I have a table with multiple rows and columns. One of the columns has different numbers that repeat several times. How can I create a new astropy table which only stores the rows with the column that repeats a number more than, say, 3 times?
example:
table
Notice that 0129 repeats 3 times in column c, 2780 repeats 4 times in column c. I'd like my code to then create the new table:
modified table
I'm using the astropy module and specifically:
from astropy.table import Table
I am assuming I need to use a for loop to accomplish this task and ultimately the command
new_table.add_row(table[index])
Big picture, what I am trying to accomplish is this:
if column_c_value repeats >=3:
new_table.add_row(table[index])
Thank you for your help! I'm kind of stuck here and would greatly appreciate insight.

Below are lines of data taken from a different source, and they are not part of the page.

//! culinyx — cookbook recipe indexing and similarity search.
//! Entry point for the CLI binary.

mod config;

use std::path::PathBuf;
use std::sync::Arc;

use anyhow::Context;
use clap::{Parser, Subcommand};
use tracing_subscriber::EnvFilter;

use culinyx_db::{LanceStore, VectorStore};
use culinyx_embed::{Embedder, EmbeddingConfig, HttpEmbedder};
use culinyx_ingestion::{run_indexing, IndexingJob, SegmentConfig, SplitterConfig};

use config::Config;

#[derive(Parser)]
#[command(name = "culinyx", about = "Segment a cookbook PDF into recipes and index them for similarity search")]
struct Cli {
    #[command(subcommand)]
    command: Commands,
}

#[derive(Subcommand)]
enum Commands {
    /// Run the full pipeline against the configured document.
    Index,
    /// Find the fragments most similar to a query text.
    Search {
        query: String,
        /// Number of fragments to return.
        #[arg(long, default_value_t = 5)]
        limit: usize,
    },
}

#[tokio::main]
async fn main() -> anyhow::Result<()> {
    tracing_subscriber::fmt()
        .with_env_filter(
            EnvFilter::try_from_default_env()
                .unwrap_or_else(|_| EnvFilter::new("culinyx=debug,info")),
        )
        .init();

    let cli = Cli::parse();
    let cfg = Config::load()?;

    let embedder: Arc<dyn Embedder> = Arc::new(HttpEmbedder::new(EmbeddingConfig {
        backend:    cfg.embedding.backend.clone(),
        model:      cfg.embedding.model.clone(),
        dim:        cfg.embedding.dim,
        batch_size: cfg.embedding.batch_size,
        base_url:   cfg.embedding.base_url.clone(),
        api_key:    cfg.embedding.api_key.clone(),
    }));

    let store: Arc<dyn VectorStore> = Arc::new(
        LanceStore::connect(&cfg.store.path, cfg.embedding.dim)
            .await
            .with_context(|| format!("opening store at {}", cfg.store.path))?,
    );

    match cli.command {
        Commands::Index => {
            let job = IndexingJob {
                pdf_path: PathBuf::from(&cfg.document.path),
                segment: SegmentConfig::new(
                    cfg.document.recipe_level,
                    cfg.document.content_start_page,
                    cfg.document.content_end_page,
                )?,
                splitter: SplitterConfig::new(cfg.splitter.max_chars, cfg.splitter.overlap)?,
                failure_policy: cfg.indexer.on_embed_failure,
            };

            let result = run_indexing(job, embedder, store).await?;
            println!(
                "Indexed {} fragments from {} recipes in {} ms ({} skipped).",
                result.fragments_indexed,
                result.recipes,
                result.duration_ms,
                result.fragments_skipped,
            );
        }
        Commands::Search { query, limit } => {
            let vectors = embedder.embed_batch(&[query.clone()]).await?;
            let query_vec = vectors
                .into_iter()
                .next()
                .context("embedder returned no vector for the query")?;

            let hits = store.search(&query_vec, limit).await?;
            if hits.is_empty() {
                println!("No fragments indexed yet. Run `culinyx index` first.");
                return Ok(());
            }
            for (i, hit) in hits.iter().enumerate() {
                println!("{}. [{}] (distance {:.4})", i + 1, hit.recipe, hit.distance);
                println!("   {}", hit.content);
            }
        }
    }

    Ok(())
}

You can use the Table grouping functionality:
In [2]: t = Table([[1, 2, 3, 4, 5, 6, 7, 8],
...: [10, 11, 10, 10, 11, 12, 13, 12]],
...: names=['a', 'id'])
In [3]: tg = t.group_by('id')
In [4]: tg.groups
Out[4]: <TableGroups indices=[0 3 5 7 8]>
In [6]: tg.groups.keys
Out[6]:
<Table length=4>
id
int64
-----
10
11
12
13
In [7]: np.diff(tg.groups.indices)
Out[7]: array([3, 2, 2, 1])
In [8]: tg
Out[8]:
<Table length=8>
a id
int64 int64
----- -----
1 10
3 10
4 10
2 11
5 11
6 12
8 12
7 13
In [9]: ok = np.zeros(len(tg), dtype=bool)
In [10]: for i0, i1 in zip(tg.groups.indices[:-1], tg.groups.indices[1:]):
...: if (i1 - i0) >= 3:
...: ok[i0:i1] = True
...: tg3 = tg[ok]
...: tg3
...:
Out[10]:
<Table length=3>
a id
int64 int64
----- -----
1 10
3 10
4 10
In [12]: for tgg in tg.groups:
...: if len(tgg) >= 2:
...: print(tgg) # or do something with it
...:
a id
--- ---
1 10
3 10
4 10
a id
--- ---
2 11
5 11
a id
--- ---
6 12
8 12